_PROBLEM:_
Which lines in the data below contain the word "Received"? Pull each of them out.

_INPUT DATA:_
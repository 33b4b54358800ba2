use std::net::SocketAddr;
use std::sync::Arc;
use std::time::Duration;

use axum::http::header::{AUTHORIZATION, CONTENT_TYPE};
use axum::http::{HeaderName, Method, StatusCode};
use axum::Router;
use tokio_util::sync::CancellationToken;
use tower_http::catch_panic::CatchPanicLayer;
use tower_http::cors::CorsLayer;
use tower_http::request_id::{MakeRequestUuid, PropagateRequestIdLayer, SetRequestIdLayer};
use tower_http::timeout::TimeoutLayer;
use tower_http::trace::{DefaultMakeSpan, DefaultOnResponse, TraceLayer};
use tracing::Level;
use tracing_subscriber::{layer::SubscriberExt, util::SubscriberInitExt};

use artio_api::config::AppConfig;
use artio_api::generation::Orchestrator;
use artio_api::{routes, state};
use artio_providers::gemini::{GeminiAdapter, GeminiConfig};
use artio_providers::imagen::ImagenAdapter;
use artio_providers::kie::{KieAdapter, KieConfig};
use artio_providers::ProviderRouter;
use artio_store::{
    AuthGateway, Backend, HttpAuthGateway, HttpCreditLedger, HttpImageFetcher, HttpImageStore,
    HttpJobStore, HttpRateLimiter, ImageFetcher, ResultMirror,
};

use state::AppState;

#[tokio::main]
async fn main() {
    dotenvy::dotenv().ok();

    // --- Tracing ---
    tracing_subscriber::registry()
        .with(
            tracing_subscriber::EnvFilter::try_from_default_env()
                .unwrap_or_else(|_| "artio_api=debug,tower_http=debug".into()),
        )
        .with(tracing_subscriber::fmt::layer())
        .init();

    // --- Configuration ---
    let config = AppConfig::from_env();
    tracing::info!(host = %config.host, port = %config.port, "Loaded server configuration");

    // --- Backend connection ---
    let backend = Backend::new(config.backend_url.clone(), config.service_role_key.clone());
    backend
        .health_check()
        .await
        .expect("Backend health check failed");
    tracing::info!("Backend health check passed");

    // Outbound HTTP client shared by the provider adapters and the
    // result fetcher. Per-call timeouts (polling) override this default.
    let http = reqwest::Client::builder()
        .timeout(Duration::from_secs(30))
        .build()
        .expect("Failed to build HTTP client");

    // --- Store clients ---
    let jobs = Arc::new(HttpJobStore::new(backend.clone()));
    let ledger = Arc::new(HttpCreditLedger::new(backend.clone()));
    let auth: Arc<dyn AuthGateway> = Arc::new(HttpAuthGateway::new(backend.clone()));
    let limiter = Arc::new(HttpRateLimiter::new(
        backend.clone(),
        config.generation.rate_limit_max,
        config.generation.rate_limit_window_secs,
    ));
    let image_store = Arc::new(HttpImageStore::new(
        backend.clone(),
        config.storage_bucket.clone(),
    ));
    let fetcher: Arc<dyn ImageFetcher> = Arc::new(HttpImageFetcher::new(http.clone()));
    let mirror = ResultMirror::new(image_store, Arc::clone(&fetcher));

    // --- Provider adapters ---
    let shutdown_token = CancellationToken::new();

    let kie = KieAdapter::new(
        http.clone(),
        KieConfig {
            api_base: config.kie_api_base.clone(),
            api_key: config.kie_api_key.clone(),
            poll_interval: config.generation.poll_interval,
            poll_deadline: config.generation.poll_deadline,
            attempt_timeout: config.generation.poll_attempt_timeout,
        },
    );
    let gemini_config = GeminiConfig {
        api_base: config.gemini_api_base.clone(),
        api_key: config.gemini_api_key.clone(),
    };
    let gemini = GeminiAdapter::new(http.clone(), gemini_config.clone(), Arc::clone(&fetcher));
    let imagen = ImagenAdapter::new(http.clone(), gemini_config);
    let provider = Arc::new(ProviderRouter::new(
        kie,
        gemini,
        imagen,
        shutdown_token.clone(),
    ));

    // --- Orchestrator ---
    let orchestrator = Arc::new(Orchestrator::new(
        jobs,
        ledger,
        Arc::clone(&auth),
        limiter,
        provider,
        mirror,
        config.generation.clone(),
    ));

    // --- CORS ---
    let cors = build_cors_layer(&config);

    // --- App state ---
    let request_timeout_secs = config.request_timeout_secs;
    let host = config.host.clone();
    let port = config.port;
    let state = AppState {
        config: Arc::new(config),
        backend,
        auth,
        orchestrator,
    };

    // --- Request ID header name ---
    let request_id_header = HeaderName::from_static("x-request-id");

    // --- Router ---
    let app = Router::new()
        // Health check at root level (not under /api/v1).
        .merge(routes::health::router())
        // API v1 routes.
        .nest("/api/v1", routes::api_routes())
        // -- Middleware stack (applied bottom-up) --
        // Panic recovery: catch panics and return 500 JSON.
        .layer(CatchPanicLayer::new())
        // Request timeout. Generous because a successful generation
        // includes up to two minutes of provider polling.
        .layer(TimeoutLayer::with_status_code(
            StatusCode::REQUEST_TIMEOUT,
            Duration::from_secs(request_timeout_secs),
        ))
        // Propagate request ID to response.
        .layer(PropagateRequestIdLayer::new(request_id_header.clone()))
        // Structured request/response tracing.
        .layer(
            TraceLayer::new_for_http()
                .make_span_with(DefaultMakeSpan::new().level(Level::INFO))
                .on_response(DefaultOnResponse::new().level(Level::INFO)),
        )
        // Set request ID on incoming requests.
        .layer(SetRequestIdLayer::new(request_id_header, MakeRequestUuid))
        // CORS.
        .layer(cors)
        // Shared state.
        .with_state(state);

    // --- Start server ---
    let addr = SocketAddr::new(host.parse().expect("Invalid HOST address"), port);
    tracing::info!(%addr, "Starting server");

    let listener = tokio::net::TcpListener::bind(addr)
        .await
        .expect("Failed to bind to address");

    axum::serve(listener, app)
        .with_graceful_shutdown(shutdown_signal(shutdown_token))
        .await
        .expect("Server error");

    tracing::info!("Graceful shutdown complete");
}

/// Wait for a termination signal to initiate graceful shutdown.
///
/// Handles both SIGINT (Ctrl-C) and SIGTERM (on Unix) so the server
/// shuts down cleanly whether stopped interactively or by a process
/// manager (e.g. systemd, Docker, Kubernetes). Cancels the provider
/// token the moment the signal lands: graceful shutdown waits for
/// in-flight requests, and a request stuck in a poll loop would
/// otherwise hold the process open for the whole poll deadline.
async fn shutdown_signal(cancel: CancellationToken) {
    let ctrl_c = async {
        tokio::signal::ctrl_c()
            .await
            .expect("Failed to install Ctrl-C handler");
    };

    #[cfg(unix)]
    let terminate = async {
        tokio::signal::unix::signal(tokio::signal::unix::SignalKind::terminate())
            .expect("Failed to install SIGTERM handler")
            .recv()
            .await;
    };

    #[cfg(not(unix))]
    let terminate = std::future::pending::<()>();

    tokio::select! {
        () = ctrl_c => {
            tracing::info!("Received SIGINT (Ctrl-C), starting graceful shutdown");
        }
        () = terminate => {
            tracing::info!("Received SIGTERM, starting graceful shutdown");
        }
    }

    // Stop in-flight provider poll loops so draining requests finish
    // promptly instead of running out their poll deadline.
    cancel.cancel();
}

/// Build the CORS middleware layer from server configuration.
///
/// Panics at startup if any configured origin is invalid, which is the
/// desired behaviour -- we want misconfiguration to fail fast.
fn build_cors_layer(config: &AppConfig) -> CorsLayer {
    let origins: Vec<_> = config
        .cors_origins
        .iter()
        .map(|o| {
            o.parse()
                .unwrap_or_else(|e| panic!("Invalid CORS origin '{o}': {e}"))
        })
        .collect();

    CorsLayer::new()
        .allow_origin(origins)
        .allow_methods([Method::GET, Method::POST, Method::PATCH])
        .allow_headers([CONTENT_TYPE, AUTHORIZATION])
        .allow_credentials(true)
        .max_age(Duration::from_secs(3600))
}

_REPLY TO THE TASK:_
            tracing::info!("Received SIGINT (Ctrl-C), starting graceful shutdown");
            tracing::info!("Received SIGTERM, starting graceful shutdown");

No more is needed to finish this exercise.